- Assignment
From the records below, transcribe only the lines running from the one with "Project lifecycle endpoints" through the one with "pub mod shapes;". Keep both of those end lines.

──────

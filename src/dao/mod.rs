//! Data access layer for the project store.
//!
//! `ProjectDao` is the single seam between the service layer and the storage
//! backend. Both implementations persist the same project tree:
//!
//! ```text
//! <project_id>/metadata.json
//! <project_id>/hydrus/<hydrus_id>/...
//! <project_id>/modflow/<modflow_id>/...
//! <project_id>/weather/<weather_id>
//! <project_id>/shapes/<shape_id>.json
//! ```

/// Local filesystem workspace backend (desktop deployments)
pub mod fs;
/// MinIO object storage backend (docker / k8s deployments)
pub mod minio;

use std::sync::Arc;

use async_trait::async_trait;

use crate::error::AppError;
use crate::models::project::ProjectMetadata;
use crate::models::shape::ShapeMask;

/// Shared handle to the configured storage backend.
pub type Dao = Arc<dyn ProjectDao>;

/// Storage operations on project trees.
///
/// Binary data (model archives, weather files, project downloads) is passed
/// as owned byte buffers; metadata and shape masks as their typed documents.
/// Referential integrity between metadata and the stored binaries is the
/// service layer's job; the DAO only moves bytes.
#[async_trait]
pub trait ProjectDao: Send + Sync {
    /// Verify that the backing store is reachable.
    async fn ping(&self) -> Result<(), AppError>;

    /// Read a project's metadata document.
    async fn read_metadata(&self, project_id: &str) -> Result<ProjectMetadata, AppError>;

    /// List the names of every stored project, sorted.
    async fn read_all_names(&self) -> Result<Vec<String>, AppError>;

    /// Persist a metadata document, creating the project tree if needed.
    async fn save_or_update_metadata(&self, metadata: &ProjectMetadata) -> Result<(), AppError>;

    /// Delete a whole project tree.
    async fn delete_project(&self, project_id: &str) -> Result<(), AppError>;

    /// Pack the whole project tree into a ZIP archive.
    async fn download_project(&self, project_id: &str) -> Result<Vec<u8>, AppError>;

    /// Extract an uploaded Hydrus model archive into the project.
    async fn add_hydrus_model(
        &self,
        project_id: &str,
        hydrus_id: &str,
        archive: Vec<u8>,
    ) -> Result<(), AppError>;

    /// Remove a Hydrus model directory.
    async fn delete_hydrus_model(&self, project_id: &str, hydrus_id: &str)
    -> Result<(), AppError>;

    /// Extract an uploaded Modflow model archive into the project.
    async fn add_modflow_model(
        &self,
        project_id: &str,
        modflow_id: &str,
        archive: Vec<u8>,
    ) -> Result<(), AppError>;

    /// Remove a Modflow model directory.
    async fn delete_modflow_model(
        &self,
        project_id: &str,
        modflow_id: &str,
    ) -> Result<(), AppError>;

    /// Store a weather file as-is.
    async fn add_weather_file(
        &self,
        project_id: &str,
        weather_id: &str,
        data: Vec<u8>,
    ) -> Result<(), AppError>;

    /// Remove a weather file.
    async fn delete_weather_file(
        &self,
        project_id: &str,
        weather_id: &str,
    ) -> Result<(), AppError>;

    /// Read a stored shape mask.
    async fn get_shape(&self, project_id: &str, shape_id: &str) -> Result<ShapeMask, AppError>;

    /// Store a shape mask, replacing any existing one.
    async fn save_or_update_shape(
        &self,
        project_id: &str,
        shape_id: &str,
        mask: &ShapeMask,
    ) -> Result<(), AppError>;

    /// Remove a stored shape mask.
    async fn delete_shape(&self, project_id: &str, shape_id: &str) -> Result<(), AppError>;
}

──────

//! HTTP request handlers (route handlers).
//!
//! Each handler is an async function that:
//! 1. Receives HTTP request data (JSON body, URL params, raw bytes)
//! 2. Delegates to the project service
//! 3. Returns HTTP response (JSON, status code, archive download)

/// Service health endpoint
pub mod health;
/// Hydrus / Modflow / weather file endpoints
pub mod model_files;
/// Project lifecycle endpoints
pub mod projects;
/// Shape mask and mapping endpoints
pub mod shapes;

──────

- Answer space
/// Project lifecycle endpoints
pub mod projects;
/// Shape mask and mapping endpoints
pub mod shapes;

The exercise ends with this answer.